§ **About this task**: Return the records exactly, keeping every line as it is.

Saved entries
──────────────────────────────
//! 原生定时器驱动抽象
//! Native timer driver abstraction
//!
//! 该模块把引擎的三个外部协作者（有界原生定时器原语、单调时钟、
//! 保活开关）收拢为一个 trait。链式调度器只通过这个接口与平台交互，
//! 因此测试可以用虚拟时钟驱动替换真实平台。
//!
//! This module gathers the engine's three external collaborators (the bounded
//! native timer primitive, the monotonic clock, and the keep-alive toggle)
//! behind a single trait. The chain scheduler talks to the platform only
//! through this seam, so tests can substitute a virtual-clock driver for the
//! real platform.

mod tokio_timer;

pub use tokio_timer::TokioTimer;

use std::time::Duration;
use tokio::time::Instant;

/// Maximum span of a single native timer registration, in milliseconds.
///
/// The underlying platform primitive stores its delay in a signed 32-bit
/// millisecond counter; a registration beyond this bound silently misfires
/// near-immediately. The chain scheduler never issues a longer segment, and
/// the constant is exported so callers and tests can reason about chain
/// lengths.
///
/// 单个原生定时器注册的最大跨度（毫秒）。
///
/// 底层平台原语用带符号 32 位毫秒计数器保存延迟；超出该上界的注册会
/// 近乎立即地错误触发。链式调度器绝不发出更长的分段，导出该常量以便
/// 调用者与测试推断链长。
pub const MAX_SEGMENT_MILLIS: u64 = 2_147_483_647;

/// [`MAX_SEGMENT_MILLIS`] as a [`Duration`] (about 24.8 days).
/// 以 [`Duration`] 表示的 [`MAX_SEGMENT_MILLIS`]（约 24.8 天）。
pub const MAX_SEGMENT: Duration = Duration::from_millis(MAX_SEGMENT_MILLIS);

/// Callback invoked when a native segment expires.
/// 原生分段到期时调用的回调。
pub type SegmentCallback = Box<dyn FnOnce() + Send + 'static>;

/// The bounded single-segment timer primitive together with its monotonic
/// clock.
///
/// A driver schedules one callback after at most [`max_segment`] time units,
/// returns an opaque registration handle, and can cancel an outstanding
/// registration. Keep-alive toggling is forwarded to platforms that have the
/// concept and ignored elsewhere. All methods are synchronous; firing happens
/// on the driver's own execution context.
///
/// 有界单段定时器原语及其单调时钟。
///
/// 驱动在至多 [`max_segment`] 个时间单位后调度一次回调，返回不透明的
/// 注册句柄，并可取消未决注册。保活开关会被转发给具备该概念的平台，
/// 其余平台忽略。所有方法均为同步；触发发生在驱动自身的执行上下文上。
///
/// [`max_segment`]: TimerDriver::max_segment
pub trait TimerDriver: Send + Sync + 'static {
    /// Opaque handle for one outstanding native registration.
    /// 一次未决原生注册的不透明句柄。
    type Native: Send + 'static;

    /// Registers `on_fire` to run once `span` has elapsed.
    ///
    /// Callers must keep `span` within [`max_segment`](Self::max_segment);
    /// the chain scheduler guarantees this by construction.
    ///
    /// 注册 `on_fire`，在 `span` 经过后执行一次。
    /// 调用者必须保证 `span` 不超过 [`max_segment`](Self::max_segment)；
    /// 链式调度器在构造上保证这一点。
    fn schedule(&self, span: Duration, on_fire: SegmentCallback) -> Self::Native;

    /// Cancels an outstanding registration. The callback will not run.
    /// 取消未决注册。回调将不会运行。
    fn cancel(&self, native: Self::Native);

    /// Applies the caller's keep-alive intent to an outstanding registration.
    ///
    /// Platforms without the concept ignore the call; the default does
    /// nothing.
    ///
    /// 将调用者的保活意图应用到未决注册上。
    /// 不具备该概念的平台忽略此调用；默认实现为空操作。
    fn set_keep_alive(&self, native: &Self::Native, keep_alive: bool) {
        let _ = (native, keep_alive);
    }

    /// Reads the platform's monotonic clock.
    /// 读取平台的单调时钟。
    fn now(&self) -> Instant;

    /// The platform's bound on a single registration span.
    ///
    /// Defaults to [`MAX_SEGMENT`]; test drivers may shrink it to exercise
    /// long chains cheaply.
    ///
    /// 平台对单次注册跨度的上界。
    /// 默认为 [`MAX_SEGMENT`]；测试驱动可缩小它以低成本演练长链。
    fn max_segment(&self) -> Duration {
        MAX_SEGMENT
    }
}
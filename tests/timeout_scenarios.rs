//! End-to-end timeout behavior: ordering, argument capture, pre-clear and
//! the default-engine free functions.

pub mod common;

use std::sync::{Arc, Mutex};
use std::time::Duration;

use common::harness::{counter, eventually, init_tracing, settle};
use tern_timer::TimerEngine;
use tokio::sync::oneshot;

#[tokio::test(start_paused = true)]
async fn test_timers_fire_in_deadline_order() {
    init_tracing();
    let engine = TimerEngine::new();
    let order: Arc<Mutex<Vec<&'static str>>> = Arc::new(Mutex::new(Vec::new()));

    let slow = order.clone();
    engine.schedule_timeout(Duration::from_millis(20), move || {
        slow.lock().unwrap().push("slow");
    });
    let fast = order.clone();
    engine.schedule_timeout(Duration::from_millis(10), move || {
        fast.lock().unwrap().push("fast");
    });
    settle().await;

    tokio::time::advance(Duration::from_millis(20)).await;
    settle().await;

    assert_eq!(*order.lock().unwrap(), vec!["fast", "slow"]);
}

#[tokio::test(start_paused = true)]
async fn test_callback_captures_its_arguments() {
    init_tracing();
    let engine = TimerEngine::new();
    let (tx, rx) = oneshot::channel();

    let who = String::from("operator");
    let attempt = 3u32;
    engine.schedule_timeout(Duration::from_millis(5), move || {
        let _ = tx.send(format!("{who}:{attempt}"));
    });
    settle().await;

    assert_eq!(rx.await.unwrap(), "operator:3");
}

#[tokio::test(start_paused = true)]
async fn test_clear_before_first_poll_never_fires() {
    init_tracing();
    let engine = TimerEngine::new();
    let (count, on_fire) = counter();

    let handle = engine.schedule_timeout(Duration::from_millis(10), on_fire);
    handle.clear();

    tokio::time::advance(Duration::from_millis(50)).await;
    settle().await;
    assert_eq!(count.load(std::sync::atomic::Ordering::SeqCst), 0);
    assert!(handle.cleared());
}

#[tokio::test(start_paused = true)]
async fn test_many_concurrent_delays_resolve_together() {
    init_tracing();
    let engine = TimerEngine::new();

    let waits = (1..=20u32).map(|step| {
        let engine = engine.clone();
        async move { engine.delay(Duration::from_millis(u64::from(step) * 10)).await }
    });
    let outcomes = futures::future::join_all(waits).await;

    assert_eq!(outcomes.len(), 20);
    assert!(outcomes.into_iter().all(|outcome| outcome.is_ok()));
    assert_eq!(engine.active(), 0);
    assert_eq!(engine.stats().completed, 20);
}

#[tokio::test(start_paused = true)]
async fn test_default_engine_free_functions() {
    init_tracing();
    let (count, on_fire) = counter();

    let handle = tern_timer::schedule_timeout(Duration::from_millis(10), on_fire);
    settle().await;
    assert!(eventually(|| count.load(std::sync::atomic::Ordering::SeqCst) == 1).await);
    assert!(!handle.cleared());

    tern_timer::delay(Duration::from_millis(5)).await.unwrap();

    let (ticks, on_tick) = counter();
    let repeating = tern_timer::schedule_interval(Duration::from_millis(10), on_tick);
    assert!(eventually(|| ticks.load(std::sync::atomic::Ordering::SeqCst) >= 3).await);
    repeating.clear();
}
──────────────────────────────
§ **Exercise result**:
//! 原生定时器驱动抽象
//! Native timer driver abstraction
//!
//! 该模块把引擎的三个外部协作者（有界原生定时器原语、单调时钟、
//! 保活开关）收拢为一个 trait。链式调度器只通过这个接口与平台交互，
//! 因此测试可以用虚拟时钟驱动替换真实平台。
//!
//! This module gathers the engine's three external collaborators (the bounded
//! native timer primitive, the monotonic clock, and the keep-alive toggle)
//! behind a single trait. The chain scheduler talks to the platform only
//! through this seam, so tests can substitute a virtual-clock driver for the
//! real platform.

mod tokio_timer;

pub use tokio_timer::TokioTimer;

use std::time::Duration;
use tokio::time::Instant;

/// Maximum span of a single native timer registration, in milliseconds.
///
/// The underlying platform primitive stores its delay in a signed 32-bit
/// millisecond counter; a registration beyond this bound silently misfires
/// near-immediately. The chain scheduler never issues a longer segment, and
/// the constant is exported so callers and tests can reason about chain
/// lengths.
///
/// 单个原生定时器注册的最大跨度（毫秒）。
///
/// 底层平台原语用带符号 32 位毫秒计数器保存延迟；超出该上界的注册会
/// 近乎立即地错误触发。链式调度器绝不发出更长的分段，导出该常量以便
/// 调用者与测试推断链长。
pub const MAX_SEGMENT_MILLIS: u64 = 2_147_483_647;

/// [`MAX_SEGMENT_MILLIS`] as a [`Duration`] (about 24.8 days).
/// 以 [`Duration`] 表示的 [`MAX_SEGMENT_MILLIS`]（约 24.8 天）。
pub const MAX_SEGMENT: Duration = Duration::from_millis(MAX_SEGMENT_MILLIS);

/// Callback invoked when a native segment expires.
/// 原生分段到期时调用的回调。
pub type SegmentCallback = Box<dyn FnOnce() + Send + 'static>;

/// The bounded single-segment timer primitive together with its monotonic
/// clock.
///
/// A driver schedules one callback after at most [`max_segment`] time units,
/// returns an opaque registration handle, and can cancel an outstanding
/// registration. Keep-alive toggling is forwarded to platforms that have the
/// concept and ignored elsewhere. All methods are synchronous; firing happens
/// on the driver's own execution context.
///
/// 有界单段定时器原语及其单调时钟。
///
/// 驱动在至多 [`max_segment`] 个时间单位后调度一次回调，返回不透明的
/// 注册句柄，并可取消未决注册。保活开关会被转发给具备该概念的平台，
/// 其余平台忽略。所有方法均为同步；触发发生在驱动自身的执行上下文上。
///
/// [`max_segment`]: TimerDriver::max_segment
pub trait TimerDriver: Send + Sync + 'static {
    /// Opaque handle for one outstanding native registration.
    /// 一次未决原生注册的不透明句柄。
    type Native: Send + 'static;

    /// Registers `on_fire` to run once `span` has elapsed.
    ///
    /// Callers must keep `span` within [`max_segment`](Self::max_segment);
    /// the chain scheduler guarantees this by construction.
    ///
    /// 注册 `on_fire`，在 `span` 经过后执行一次。
    /// 调用者必须保证 `span` 不超过 [`max_segment`](Self::max_segment)；
    /// 链式调度器在构造上保证这一点。
    fn schedule(&self, span: Duration, on_fire: SegmentCallback) -> Self::Native;

    /// Cancels an outstanding registration. The callback will not run.
    /// 取消未决注册。回调将不会运行。
    fn cancel(&self, native: Self::Native);

    /// Applies the caller's keep-alive intent to an outstanding registration.
    ///
    /// Platforms without the concept ignore the call; the default does
    /// nothing.
    ///
    /// 将调用者的保活意图应用到未决注册上。
    /// 不具备该概念的平台忽略此调用；默认实现为空操作。
    fn set_keep_alive(&self, native: &Self::Native, keep_alive: bool) {
        let _ = (native, keep_alive);
    }

    /// Reads the platform's monotonic clock.
    /// 读取平台的单调时钟。
    fn now(&self) -> Instant;

    /// The platform's bound on a single registration span.
    ///
    /// Defaults to [`MAX_SEGMENT`]; test drivers may shrink it to exercise
    /// long chains cheaply.
    ///
    /// 平台对单次注册跨度的上界。
    /// 默认为 [`MAX_SEGMENT`]；测试驱动可缩小它以低成本演练长链。
    fn max_segment(&self) -> Duration {
        MAX_SEGMENT
    }
}
filename tests/timeout_scenarios.rs
//! End-to-end timeout behavior: ordering, argument capture, pre-clear and
//! the default-engine free functions.

pub mod common;

use std::sync::{Arc, Mutex};
use std::time::Duration;

use common::harness::{counter, eventually, init_tracing, settle};
use tern_timer::TimerEngine;
use tokio::sync::oneshot;

#[tokio::test(start_paused = true)]
async fn test_timers_fire_in_deadline_order() {
    init_tracing();
    let engine = TimerEngine::new();
    let order: Arc<Mutex<Vec<&'static str>>> = Arc::new(Mutex::new(Vec::new()));

    let slow = order.clone();
    engine.schedule_timeout(Duration::from_millis(20), move || {
        slow.lock().unwrap().push("slow");
    });
    let fast = order.clone();
    engine.schedule_timeout(Duration::from_millis(10), move || {
        fast.lock().unwrap().push("fast");
    });
    settle().await;

    tokio::time::advance(Duration::from_millis(20)).await;
    settle().await;

    assert_eq!(*order.lock().unwrap(), vec!["fast", "slow"]);
}

#[tokio::test(start_paused = true)]
async fn test_callback_captures_its_arguments() {
    init_tracing();
    let engine = TimerEngine::new();
    let (tx, rx) = oneshot::channel();

    let who = String::from("operator");
    let attempt = 3u32;
    engine.schedule_timeout(Duration::from_millis(5), move || {
        let _ = tx.send(format!("{who}:{attempt}"));
    });
    settle().await;

    assert_eq!(rx.await.unwrap(), "operator:3");
}

#[tokio::test(start_paused = true)]
async fn test_clear_before_first_poll_never_fires() {
    init_tracing();
    let engine = TimerEngine::new();
    let (count, on_fire) = counter();

    let handle = engine.schedule_timeout(Duration::from_millis(10), on_fire);
    handle.clear();

    tokio::time::advance(Duration::from_millis(50)).await;
    settle().await;
    assert_eq!(count.load(std::sync::atomic::Ordering::SeqCst), 0);
    assert!(handle.cleared());
}

#[tokio::test(start_paused = true)]
async fn test_many_concurrent_delays_resolve_together() {
    init_tracing();
    let engine = TimerEngine::new();

    let waits = (1..=20u32).map(|step| {
        let engine = engine.clone();
        async move { engine.delay(Duration::from_millis(u64::from(step) * 10)).await }
    });
    let outcomes = futures::future::join_all(waits).await;

    assert_eq!(outcomes.len(), 20);
    assert!(outcomes.into_iter().all(|outcome| outcome.is_ok()));
    assert_eq!(engine.active(), 0);
    assert_eq!(engine.stats().completed, 20);
}

#[tokio::test(start_paused = true)]
async fn test_default_engine_free_functions() {
    init_tracing();
    let (count, on_fire) = counter();

    let handle = tern_timer::schedule_timeout(Duration::from_millis(10), on_fire);
    settle().await;
    assert!(eventually(|| count.load(std::sync::atomic::Ordering::SeqCst) == 1).await);
    assert!(!handle.cleared());

    tern_timer::delay(Duration::from_millis(5)).await.unwrap();

    let (ticks, on_tick) = counter();
    let repeating = tern_timer::schedule_interval(Duration::from_millis(10), on_tick);
    assert!(eventually(|| ticks.load(std::sync::atomic::Ordering::SeqCst) >= 3).await);
    repeating.clear();
}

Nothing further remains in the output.